(NASA, Jet Propulsion Laboratory, "Voyager at Neptune: 1989," JPL 400-353, U.S. Government Printing Office, Washington, D.C., March 1989, pp. 9,10.)
* Neptune has eight known satellites, Triton, Nereid and six others. Neither Triton nor Nereid travels in the plane of the planet's equator; Triton's orbital plane is at an angle of about 20 degrees to Neptune's equator, while Nereid's is at an angle of about 30 degrees.
* Triton completes one rotation on its axis in the same amount of time that it takes to circle Neptune, 5.88 Earth days. Because the rotation rate is synchronized with its orbital period, the same hemisphere always faces Neptune. (Similarly, Earth's Moon is also in synchronous rotation, keeping the same face toward Earth.)
* At an average distance of 354,600 kilometers (220,300 miles) from the center of its planet, Triton is nearly as far from Neptune as the Moon is from Earth. Triton is the only large moon in the solar system with a retrograde orbit; that is, it travels in the direction opposite the planet's rotation. Because of its retrograde orbit, Triton is spiraling slowly toward Neptune.
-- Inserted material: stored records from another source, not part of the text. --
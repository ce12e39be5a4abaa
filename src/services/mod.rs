//! Service layer for redline business logic.
//!
//! This module contains domain logic separated from transport concerns.
//! Services can be used by CLI, web server, or background tasks.

pub mod extract;
pub mod ingest;
pub mod observer;
pub mod pipeline;
pub mod recovery;

#[allow(unused_imports)]
pub use extract::{ExtractionError, Extractor, HttpExtractor};
#[allow(unused_imports)]
pub use ingest::{DuplicateCheck, IngestError, IngestResult, IngestService};
#[allow(unused_imports)]
pub use observer::{LedgerObserver, ProcessingObserver};
#[allow(unused_imports)]
pub use pipeline::{PipelineService, RunOptions, RunOutcome, RunReport, DEFAULT_STAGE_TIMEOUT};
#[allow(unused_imports)]
pub use recovery::{
    RecoveryDisposition, RecoveryOptions, RecoveryOutcome, RecoveryReport, RecoveryService,
    DEFAULT_RECOVERY_LIMIT, DEFAULT_STALENESS,
};
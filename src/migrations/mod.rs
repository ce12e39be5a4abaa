mod m0001_initial;
mod m0002_ledger_indexes;

use cetane::prelude::MigrationRegistry;

pub fn registry() -> MigrationRegistry {
    let mut reg = MigrationRegistry::new();
    reg.register(m0001_initial::migration());
    reg.register(m0002_ledger_indexes::migration());
    reg
}
//! Basic contract information extracted by the first pipeline stage.

use serde::{Deserialize, Serialize};

/// Key facts pulled from a contract's text.
///
/// Every field is optional: the extraction service returns whatever it
/// could find and omits the rest.
#[derive(Debug, Clone, Default, PartialEq, Serialize, Deserialize)]
pub struct BasicInfo {
    #[serde(default)]
    pub contract_number: Option<String>,
    #[serde(default)]
    pub contract_name: Option<String>,
    #[serde(default)]
    pub party_a: Option<String>,
    #[serde(default)]
    pub party_b: Option<String>,
    #[serde(default)]
    pub contract_start_date: Option<String>,
    #[serde(default)]
    pub contract_end_date: Option<String>,
    #[serde(default, deserialize_with = "flexible_amount")]
    pub contract_total_amount: Option<f64>,
    #[serde(default)]
    pub contract_payment_method: Option<String>,
    #[serde(default)]
    pub contract_currency: Option<String>,
}

impl BasicInfo {
    /// Trim whitespace and drop empty strings across all text fields.
    pub fn normalized(self) -> Self {
        Self {
            contract_number: clean(self.contract_number),
            contract_name: clean(self.contract_name),
            party_a: clean(self.party_a),
            party_b: clean(self.party_b),
            contract_start_date: clean(self.contract_start_date),
            contract_end_date: clean(self.contract_end_date),
            contract_total_amount: self.contract_total_amount.filter(|n| n.is_finite()),
            contract_payment_method: clean(self.contract_payment_method),
            contract_currency: clean(self.contract_currency),
        }
    }
}

fn clean(value: Option<String>) -> Option<String> {
    value.and_then(|s| {
        let trimmed = s.trim();
        if trimmed.is_empty() {
            None
        } else {
            Some(trimmed.to_string())
        }
    })
}

/// Accept amounts as numbers or as strings with thousands separators.
fn flexible_amount<'de, D>(deserializer: D) -> Result<Option<f64>, D::Error>
where
    D: serde::Deserializer<'de>,
{
    #[derive(Deserialize)]
    #[serde(untagged)]
    enum Raw {
        Number(f64),
        Text(String),
    }

    Ok(match Option::<Raw>::deserialize(deserializer)? {
        Some(Raw::Number(n)) if n.is_finite() => Some(n),
        Some(Raw::Text(s)) => {
            let sanitized = s.replace(',', "");
            let sanitized = sanitized.trim();
            if sanitized.is_empty() {
                None
            } else {
                sanitized.parse::<f64>().ok().filter(|n| n.is_finite())
            }
        }
        _ => None,
    })
}

#[cfg(test)]
mod tests {
    use super::*;

    #[test]
    fn test_amount_accepts_separated_string() {
        let info: BasicInfo = serde_json::from_str(
            r#"{"contract_name": "CT Service Agreement", "contract_total_amount": "1,250,000.50"}"#,
        )
        .unwrap();
        assert_eq!(info.contract_total_amount, Some(1_250_000.50));
    }

    #[test]
    fn test_amount_accepts_plain_number() {
        let info: BasicInfo =
            serde_json::from_str(r#"{"contract_total_amount": 98000}"#).unwrap();
        assert_eq!(info.contract_total_amount, Some(98000.0));
    }

    #[test]
    fn test_amount_rejects_garbage() {
        let info: BasicInfo =
            serde_json::from_str(r#"{"contract_total_amount": "about a million"}"#).unwrap();
        assert_eq!(info.contract_total_amount, None);
    }

    #[test]
    fn test_normalized_drops_blank_strings() {
        let info = BasicInfo {
            contract_name: Some("  Imaging Maintenance  ".to_string()),
            party_a: Some("   ".to_string()),
            ..Default::default()
        };
        let info = info.normalized();
        assert_eq!(info.contract_name.as_deref(), Some("Imaging Maintenance"));
        assert_eq!(info.party_a, None);
    }

    #[test]
    fn test_missing_fields_default_to_none() {
        let info: BasicInfo = serde_json::from_str("{}").unwrap();
        assert_eq!(info, BasicInfo::default());
    }
}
* Triton is roughly the size of Earth's Moon. Estimates of Triton's diameter range from 2,200 to 4,000 kilometers (1,400 to 2,500 miles).
* If Triton is small‹perhaps about 2,200 kilometers (1,400 miles) in diameter‹scientists expect to find only a very thin atmosphere. If, on the other hand, Triton is larger‹perhaps about 4,000 kilometers (2,500 miles) in diameter‹then it is expected to have a lower surface temperature and could have a thicker atmosphere (which otherwise would have escaped to space long ago), and Voyager's cameras may not be able to see the surface.
* Because Triton's size is uncertain, the Voyager flight team has prepared primary and alternative designs for some observations. This strategy will allow a critical decision just a few days before the encounter, based on the latest information available: if Triton is large and has a thick atmosphere, observations will be concentrated on the atmosphere; if Triton is smaller and the atmosphere thin, observations instead will be concentrated on the surface. The best Voyager images of Triton are expected to show features smaller than one mile.
* Scientists hope that Voyager 2's cameras will be able to see through Triton's atmosphere to the surface, where there is methane frost or ice and solid or liquid nitrogen. Small quantities of methane may also be dissolved in ponds of liquid nitrogen.
* On the dark side of Triton, Voyager 2 will look for temperature differences that may indicate the existence of liquid bodies. (Since liquids cool more slowly than fine-grained solids, warmer areas on the dark side might be liquid.)
* Triton's seasonal cycle is complex and extreme because of the combined effects of its orbit and its rotation.
* Each of Triton's poles spends long periods in darkness, where temperatures are extremely low and most molecules are frozen.
* Where the Sun is directly overhead on Triton, the temperature is near the freezing point of liquid nitrogen (63 kelvins or -346°F). The southern hemisphere of Triton is now approaching summer, and sunlight currently strikes directly at about 40 degrees south latitude. As this hemisphere warms, some liquids and solids vaporize quickly. However, as Triton rotates, this hemisphere is plunged alternately into darkness and daylight, and this too affects the freezing, melting, and vaporization of the nitrogen and methane.
* Voyager 2 is slated to pass through a narrow area behind Triton where both the Sun and Earth will be hidden from view for about 4 minutes. During this time, the ultraviolet spectrometer on board the spacecraft will study the satellite's atmosphere by viewing the Sun shining through Triton's atmosphere, while at the same time the spacecraft's radio beams will probe the atmosphere to determine temperature and pressure levels. Just days before closest approach, navigators will instruct Voyager 2 to fine-tune its flight path to target for this area of Triton's shadow; this adjustment will be based on the best estimates of the location and size of Triton and on the gravitational effects of Neptune on the flight path.
* Nereid, which is between 300 and 1,100 kilometers (190 and 680 miles) in diameter, travels around Neptune in a highly elliptical orbit that ranges from 1,390,000 to 9,635,000 kilometers (860,000 to 5,990,000 miles). Voyager 2's closest flyby distance to Nereid will be about 4,655,000 kilometers (2,890,000 miles). Even at that range, Voyager may discern bright and dark areas on Nereid's surface.